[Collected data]
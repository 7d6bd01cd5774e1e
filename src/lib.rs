#![cfg_attr(docsrs, feature(doc_cfg))]

/*!
 # Candy for Rust

 A small toolbox of two independent utilities:

 - **Password generation:** a configurable random password generator drawing
   from character classes (lower/upper letters, digits, special characters,
   space) or from an explicit characters pool, plus a heuristic password
   strength estimator.
 - **Sequence paging and chunking:** materialize one page of an ordered
   sequence with its paging metadata, or walk a large source one bounded
   chunk at a time.

 ## Features

| **Feature**   | **Description**                                               |
|---------------|---------------------------------------------------------------|
| rdbc-sqlite   | Enables a SQLite backed `ChunkedSource`                       |
| full          | Enables all available features                                |

 ## Getting Started
 Make sure you activated the suitable features crate on Cargo.toml:

```toml
[dependencies]
candy-rs = { version = "<version>", features = ["<full|rdbc-sqlite>"] }
```

Then, on your main.rs:

```rust
use candy_rs::{
    error::CandyError,
    password::{CharacterClass, GeneratorFlag, PasswordGenerator},
    sequence::{chunk_select_range, PagedExt},
};

fn main() -> Result<(), CandyError> {
    let generator = PasswordGenerator::builder()
        .password_length(16)
        .character_classes(CharacterClass::ALPHA_NUMERIC | CharacterClass::SPECIAL_CHARACTERS)
        .generator_flags(GeneratorFlag::EXCLUDE_LOOK_ALIKE)
        .build()?;

    let password = generator.generate()?;
    assert_eq!(password.chars().count(), 16);

    let page = (0..250).paged(20, 13)?;
    assert_eq!(page.items(), &[247, 248, 249]);

    let numbers: Vec<i32> = (0..250).collect();
    let sum: i32 = chunk_select_range(&numbers, 45)?
        .map(|chunk| chunk.iter().sum::<i32>())
        .sum();
    assert_eq!(sum, 31125);

    Ok(())
}
```

 ## License
 Licensed under either of

 -   Apache License, Version 2.0
     ([LICENSE-APACHE](LICENSE-APACHE) or <http://www.apache.org/licenses/LICENSE-2.0>)
 -   MIT license
     ([LICENSE-MIT](LICENSE-MIT) or <http://opensource.org/licenses/MIT>)

 at your option.
 */

/// Error types
pub mod error;

#[doc(inline)]
pub use error::*;

/// Argument checks shared by the modules
pub mod guard;

/// Password generator and strength estimator
pub mod password;

/// Paged and chunked sequences
pub mod sequence;
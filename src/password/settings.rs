use serde::{Deserialize, Serialize};

use super::{
    generator::{PasswordGenerator, PasswordGeneratorBuilder, DEFAULT_PASSWORD_LENGTH},
    pool::{CharacterClass, GeneratorFlag},
    random::RandomSource,
};
use crate::error::CandyError;

/// Character class names accepted in settings files.
#[derive(Debug, Clone, Copy, PartialEq, Eq, Serialize, Deserialize)]
#[serde(rename_all = "snake_case")]
pub enum ClassName {
    LowerLetters,
    UpperLetters,
    Digits,
    SpecialCharacters,
    Space,
    AllLetters,
    AlphaNumeric,
    All,
}

impl From<ClassName> for CharacterClass {
    fn from(name: ClassName) -> Self {
        match name {
            ClassName::LowerLetters => CharacterClass::LOWER_LETTERS,
            ClassName::UpperLetters => CharacterClass::UPPER_LETTERS,
            ClassName::Digits => CharacterClass::DIGITS,
            ClassName::SpecialCharacters => CharacterClass::SPECIAL_CHARACTERS,
            ClassName::Space => CharacterClass::SPACE,
            ClassName::AllLetters => CharacterClass::ALL_LETTERS,
            ClassName::AlphaNumeric => CharacterClass::ALPHA_NUMERIC,
            ClassName::All => CharacterClass::ALL,
        }
    }
}

/// Generator flag names accepted in settings files.
#[derive(Debug, Clone, Copy, PartialEq, Eq, Serialize, Deserialize)]
#[serde(rename_all = "snake_case")]
pub enum FlagName {
    ExcludeLookAlike,
    ShuffleChars,
    MakeReadOnly,
}

impl From<FlagName> for GeneratorFlag {
    fn from(name: FlagName) -> Self {
        match name {
            FlagName::ExcludeLookAlike => GeneratorFlag::EXCLUDE_LOOK_ALIKE,
            FlagName::ShuffleChars => GeneratorFlag::SHUFFLE_CHARS,
            FlagName::MakeReadOnly => GeneratorFlag::MAKE_READ_ONLY,
        }
    }
}

/// Serializable generator configuration.
///
/// Missing fields take the generator defaults.
///
/// # Examples
///
/// ```
/// use candy_rs::password::{GeneratorSettings, SeededRandom};
///
/// let settings = GeneratorSettings::from_json(
///     r#"{
///         "password_length": 12,
///         "character_classes": ["digits", "upper_letters"],
///         "generator_flags": ["exclude_look_alike"]
///     }"#,
/// )
/// .unwrap();
///
/// let generator = settings.into_generator(SeededRandom::from_seed(1)).unwrap();
/// let password = generator.generate().unwrap();
/// assert_eq!(password.len(), 12);
/// assert!(!password.contains('O'));
/// ```
#[derive(Debug, Clone, PartialEq, Eq, Serialize, Deserialize)]
#[serde(default)]
pub struct GeneratorSettings {
    pub password_length: usize,
    pub character_classes: Vec<ClassName>,
    pub generator_flags: Vec<FlagName>,
    pub characters_pool: Option<String>,
}

impl Default for GeneratorSettings {
    fn default() -> Self {
        Self {
            password_length: DEFAULT_PASSWORD_LENGTH,
            character_classes: vec![ClassName::All],
            generator_flags: Vec::new(),
            characters_pool: None,
        }
    }
}

impl GeneratorSettings {
    /// Parses settings from JSON.
    ///
    /// # Errors
    ///
    /// Returns [`CandyError::Settings`] for malformed JSON or unknown names.
    pub fn from_json(json: &str) -> Result<Self, CandyError> {
        Ok(serde_json::from_str(json)?)
    }

    pub fn to_json(&self) -> Result<String, CandyError> {
        Ok(serde_json::to_string(self)?)
    }

    pub fn character_classes(&self) -> CharacterClass {
        self.character_classes
            .iter()
            .fold(CharacterClass::empty(), |acc, name| acc | (*name).into())
    }

    pub fn generator_flags(&self) -> GeneratorFlag {
        self.generator_flags
            .iter()
            .fold(GeneratorFlag::NONE, |acc, name| acc | (*name).into())
    }

    /// Builds a generator drawing from `random`.
    ///
    /// # Errors
    ///
    /// Same as [`PasswordGeneratorBuilder::build`].
    pub fn into_generator<S: RandomSource>(
        self,
        random: S,
    ) -> Result<PasswordGenerator<S>, CandyError> {
        let mut builder = PasswordGeneratorBuilder::new()
            .password_length(self.password_length)
            .character_classes(self.character_classes())
            .generator_flags(self.generator_flags())
            .random(random);

        if let Some(pool) = &self.characters_pool {
            builder = builder.characters_pool(pool);
        }

        builder.build()
    }
}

# What the task asks
Your answer should be the lines of the records that hold the string "LowerLetters".

# Solution to the problem
    LowerLetters,
            ClassName::LowerLetters => CharacterClass::LOWER_LETTERS,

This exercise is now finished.